La festa ricorrente, la tradizione che è sempre una promessa non mantenuta di immortalità, è il pretesto per uno sketch book sociale, familiare, raccolto, chiuso come una bomboniera, i cui caratteri vengono sbozzati però con mano molto ferma. Ma, per l'appunto, é una scusa.
In questo racconto del 1907, nota culminante dei Dubliners, raccolta edita solo nel 1914,
Joyce riesce in pochissime pagine a dar conto di un tema immutabile, come la transitorietà, attraverso particolari che si allargano fino a occupare tutta la superfice della lastra. Radiografica, e dello specchio, e non é la stessa cosa.
Nei passaggi per me più stratificati (sono due frasi, separate, a poca distanza) Gabriel Conroy viene messo a disagio per ben due volte dal proprio riflesso.
Vi é mai capitato di vedervi riflessi in uno specchio e di capire solo dopo esservi avvicinati che la figura intravista vi corrisponde? Oppure, di cogliere il vostro riflesso e di non riconoscervi, pur sapendo benissimo che siete voi? Lo specchio coglie sempre di sorpresa.
Gabriel é perplesso non solo riguardo a un riflesso nel quale non si riconosce. Lo é anche nei riguardi della propria perfezionata istruzione, che lo imbarazza nei rapporti con gli altri, lo è nei confronti di quello sforzo tremendo, quando non é un istinto, di far quadrare le proprie risposte alle domande del mondo circostante, anche se é un mondo piccolo, o una casa familiare, e può essere impersonato volta per volta da chiunque, come Lily, la figlia della portinaia, o da Miss Ivors, il bozzetto più vivido della serie.
Più oltre, Gabriel sente il maggiore trasporto affettivo e fisico nei confronti della moglie esattamente nell'attimo in cui lei non solo non gli appartiene affatto, ma è persa in ricordi - riflessi - che non lo riguardano.
I morti non si possono più seppellire, dopo la prima volta. Un ricordo può diventare invincibile, non importa se si riferisce a pochi giorni o a poche ore a fronte di decenni passati con un'altra persona. Gabriel non può far altro che cedere all'accettazione del ricordo, perché
"such a feeling must be love" , e poi cedere al sonno ascoltando la neve cadere,
[...] falling faintly through the universe and faintly falling [...] upon all the living and the dead.
...e la campanella suona.
Ho ascoltato la seconda metà di questo racconto lungo nel bellissimo programma di Radiorai 3 (che approfitto per segnalarvi, se non lo conoscete) "Cose che succedono di notte". Sono rimasta folgorata.
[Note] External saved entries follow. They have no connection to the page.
use crate::{DrawCommand, Frame};

/// Renderer-agnostic interface. All backends implement this trait.
///
/// A renderer consumes a composed [`Frame`] and produces its output. It never
/// mutates scene or camera state.
pub trait Renderer {
    /// The output type produced by this renderer.
    type Output;

    /// Execute every command of `frame` in order.
    fn render(&mut self, frame: &Frame) -> Self::Output;
}

/// Writes one line per draw command.
///
/// Used by the CLI to show what a frame would draw, and by tests.
#[derive(Debug, Default)]
pub struct DebugTextRenderer {
    frames: u64,
}

impl DebugTextRenderer {
    pub fn new() -> Self {
        Self::default()
    }

    /// Number of frames rendered so far.
    pub fn frames(&self) -> u64 {
        self.frames
    }
}

impl Renderer for DebugTextRenderer {
    type Output = String;

    fn render(&mut self, frame: &Frame) -> String {
        self.frames += 1;
        let mut out = format!("=== Frame {} ({} commands) ===\n", self.frames, frame.len());
        for cmd in frame.commands() {
            let line = match cmd {
                DrawCommand::Clear(c) => format!("clear rgba({}, {}, {}, {})", c.r, c.g, c.b, c.a),
                DrawCommand::Begin3d(cam) => format!(
                    "begin3d eye=({:.2}, {:.2}, {:.2}) target=({:.2}, {:.2}, {:.2}) \
                     fovy={:.0} {:?}",
                    cam.position.x,
                    cam.position.y,
                    cam.position.z,
                    cam.target.x,
                    cam.target.y,
                    cam.target.z,
                    cam.fovy,
                    cam.projection
                ),
                DrawCommand::DrawModel {
                    model,
                    placement,
                    ..
                } => format!(
                    "  model #{} at ({:.2}, {:.2}, {:.2}) scale {}",
                    model.0,
                    placement.position.x,
                    placement.position.y,
                    placement.position.z,
                    placement.scale
                ),
                DrawCommand::End3d => "end3d".to_string(),
                DrawCommand::Text { text, x, y, size, .. } => {
                    format!("text ({x}, {y}) size {size}: {text}")
                }
                DrawCommand::Rect {
                    x,
                    y,
                    width,
                    height,
                    ..
                } => format!("rect ({x}, {y}) {width}x{height}"),
            };
            out.push_str(&line);
            out.push('\n');
        }
        out
    }
}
Sono andata a cercare il libro nella mia libreria: certo, avevo già letto Gente di Dublino tanto tempo fa. Mi secca ammetterlo, non ricordavo assolutamente niente. Ero forse troppo giovane per capirli. (Invece ricordo alcune pagine di Dedalus, che mi colpirono). Insomma, rileggo il racconto intero e concordo con mille altri lettori: è perfetto.
Aggiungo che ho amato e venerato libri di tutte le lunghezze, anche lunghissimi come Cent’anni di solitudine, La valle dell’Eden e I fratelli Karamazov, ma quel senso di assoluta perfezione, laddove non cambieresti nemmeno una virgola, lo si trova secondo me solo nei racconti lunghi, la cosiddetta misura “centopagine”.